It is all too obvious that the intention of the sanctions has been to asphyxiate the Venezuelan economy in the expectation that the Venezuelan people or the Venezuelan military will topple the Maduro government. This kind of interference in the internal affairs of Venezuela is not only contrary to fundamental principles of international law, but it also gives rise to personal criminal liability. To the extent that the number of victims of the artificial “humanitarian crisis” continues to grow, this is a matter for the International Criminal Court pursuant to article 7 of the Rome Statute, which defines “crimes against humanity”.
The report of my UN mission to Venezuela was presented to the Human Rights Council on 10 September 2018. Among the many constructive recommendations formulated in my report was the revival of the dialogue between the opposition and the government. Already between 2016-2018 the former Spanish prime minister Jose Luis Rodriguez Zapatero hosted a multilateral mediation in which the Vatican and six Latin American states participated.

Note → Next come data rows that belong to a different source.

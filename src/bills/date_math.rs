//! Calendar arithmetic with explicit month-end rollover rules.
//!
//! Adding a month to Jan 31 lands on the last valid day of February; adding a
//! year to Feb 29 lands on Feb 28 when the target year is not a leap year.

use chrono::{Datelike, Duration, NaiveDate};

pub fn add_days(date: NaiveDate, days: i64) -> NaiveDate {
    date + Duration::days(days)
}

pub fn add_weeks(date: NaiveDate, weeks: i64) -> NaiveDate {
    date + Duration::weeks(weeks)
}

pub fn add_months(date: NaiveDate, months: i32) -> NaiveDate {
    let mut year = date.year();
    let mut month = date.month() as i32 + months;
    while month > 12 {
        month -= 12;
        year += 1;
    }
    while month < 1 {
        month += 12;
        year -= 1;
    }
    let day = date.day().min(days_in_month(year, month as u32));
    NaiveDate::from_ymd_opt(year, month as u32, day).unwrap()
}

pub fn add_years(date: NaiveDate, years: i32) -> NaiveDate {
    let year = date.year() + years;
    let day = date.day().min(days_in_month(year, date.month()));
    NaiveDate::from_ymd_opt(year, date.month(), day).unwrap()
}

pub fn days_in_month(year: i32, month: u32) -> u32 {
    let next_month = if month == 12 { 1 } else { month + 1 };
    let next_year = if month == 12 { year + 1 } else { year };
    let first_next = NaiveDate::from_ymd_opt(next_year, next_month, 1)
        .unwrap_or_else(|| NaiveDate::from_ymd_opt(year, month, 28).unwrap());
    let last_current = first_next - Duration::days(1);
    last_current.day()
}
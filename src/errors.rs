use thiserror::Error;

/// Error type that captures common bill-tracking failures.
#[derive(Debug, Error)]
pub enum BillError {
    #[error("IO error: {0}")]
    Io(#[from] std::io::Error),
    #[error("Serialization error: {0}")]
    Serde(#[from] serde_json::Error),
    #[error("Invalid date: {0}")]
    InvalidDate(String),
    #[error("Invalid reference: {0}")]
    InvalidRef(String),
    #[error("Storage error: {0}")]
    Storage(String),
    #[error("Advisor request failed: {0}")]
    Advisor(#[from] reqwest::Error),
}

pub type Result<T> = std::result::Result<T, BillError>;
use serde::{Deserialize, Serialize};
use std::{
    fs::{self, File},
    io::Write,
    path::{Path, PathBuf},
};

use crate::{
    errors::Result,
    utils::{app_data_dir, ensure_dir, settings_file_in},
};

const TMP_SUFFIX: &str = "tmp";

/// User-facing preferences persisted next to the bill collection.
#[derive(Debug, Clone, Serialize, Deserialize, PartialEq, Eq)]
pub struct Settings {
    pub user_name: String,
    pub currency: String,
    pub default_reminder_days: u32,
}

impl Default for Settings {
    fn default() -> Self {
        Self {
            user_name: "Usuário".into(),
            currency: "R$".into(),
            default_reminder_days: 1,
        }
    }
}

/// Loads and saves [`Settings`], falling back to defaults when the file is
/// missing.
pub struct SettingsManager {
    path: PathBuf,
}

impl SettingsManager {
    pub fn new() -> Result<Self> {
        Self::from_base(app_data_dir())
    }

    pub fn with_base_dir(base: PathBuf) -> Result<Self> {
        Self::from_base(base)
    }

    fn from_base(base: PathBuf) -> Result<Self> {
        ensure_dir(&base)?;
        Ok(Self {
            path: settings_file_in(&base),
        })
    }

    pub fn load(&self) -> Result<Settings> {
        if self.path.exists() {
            let data = fs::read_to_string(&self.path)?;
            Ok(serde_json::from_str(&data)?)
        } else {
            Ok(Settings::default())
        }
    }

    pub fn save(&self, settings: &Settings) -> Result<()> {
        if let Some(parent) = self.path.parent() {
            ensure_dir(parent)?;
        }
        let json = serde_json::to_string_pretty(settings)?;
        let tmp = tmp_path(&self.path);
        write_atomic(&tmp, &json)?;
        fs::rename(&tmp, &self.path)?;
        tracing::info!(path = %self.path.display(), "saved settings");
        Ok(())
    }

    pub fn path(&self) -> &Path {
        &self.path
    }
}

fn tmp_path(path: &Path) -> PathBuf {
    let mut tmp = path.to_path_buf();
    let ext = match path.extension().and_then(|ext| ext.to_str()) {
        Some(existing) => format!("{}.{}", existing, TMP_SUFFIX),
        None => TMP_SUFFIX.to_string(),
    };
    tmp.set_extension(ext);
    tmp
}

fn write_atomic(path: &Path, data: &str) -> Result<()> {
    if let Some(parent) = path.parent() {
        ensure_dir(parent)?;
    }
    let mut file = File::create(path)?;
    file.write_all(data.as_bytes())?;
    file.flush()?;
    Ok(())
}

#[cfg(test)]
mod tests {
    use super::*;
    use tempfile::TempDir;

    #[test]
    fn load_defaults_when_file_missing() {
        let temp = TempDir::new().expect("temp dir");
        let manager = SettingsManager::with_base_dir(temp.path().to_path_buf()).expect("manager");
        let settings = manager.load().expect("load");
        assert_eq!(settings, Settings::default());
        assert_eq!(settings.default_reminder_days, 1);
    }

    #[test]
    fn save_then_load_roundtrip() {
        let temp = TempDir::new().expect("temp dir");
        let manager = SettingsManager::with_base_dir(temp.path().to_path_buf()).expect("manager");
        let settings = Settings {
            user_name: "Ana".into(),
            currency: "R$".into(),
            default_reminder_days: 3,
        };
        manager.save(&settings).expect("save");
        assert_eq!(manager.load().expect("load"), settings);
    }
}
use serde::{Deserialize, Serialize};

/// Categorises bills for summaries and reporting.
#[derive(Debug, Clone, Copy, Serialize, Deserialize, PartialEq, Eq, Default)]
pub enum Category {
    Housing,
    Education,
    Food,
    Transport,
    Entertainment,
    Utilities,
    Health,
    Income,
    Investment,
    #[default]
    Other,
}

impl Category {
    pub fn label(&self) -> &'static str {
        match self {
            Category::Housing => "Moradia",
            Category::Education => "Educação",
            Category::Food => "Alimentação",
            Category::Transport => "Transporte",
            Category::Entertainment => "Lazer",
            Category::Utilities => "Utilidades",
            Category::Health => "Saúde",
            Category::Income => "Renda/Salário",
            Category::Investment => "Investimento",
            Category::Other => "Outros",
        }
    }
}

After two years a reasonable compromise document was agreed upon, and on the day of signature, 6 February 2018, Julio Borges, the representative of the opposition refused to sign. This can only be qualified as a grave manifestation of bad faith.
Of course, we know that the Venezuelan people are polarised, but this does not mean that we should allow this situation to degenerate into civil war. The opposition should remember that, whatever happens in the next few weeks, there are at least 7 million Venezuelans who are committed Chavistas and who are not likely to roll over after a coup d’état. Any democratic government in Venezuela must keep in mind that it must represent all Venezuelans, not only the 1 per cent and the privileged classes. The bottom line is this: international mediation is necessary, and all countries of goodwill should support the initiative of Mexico and Uruguay to hold an international mediation in Montevideo, beginning today. This initiative should also be endorsed by the UN Secretary General Antonio Guterres and by the new UN High Commissioner for Human Rights, Michelle Bachelet.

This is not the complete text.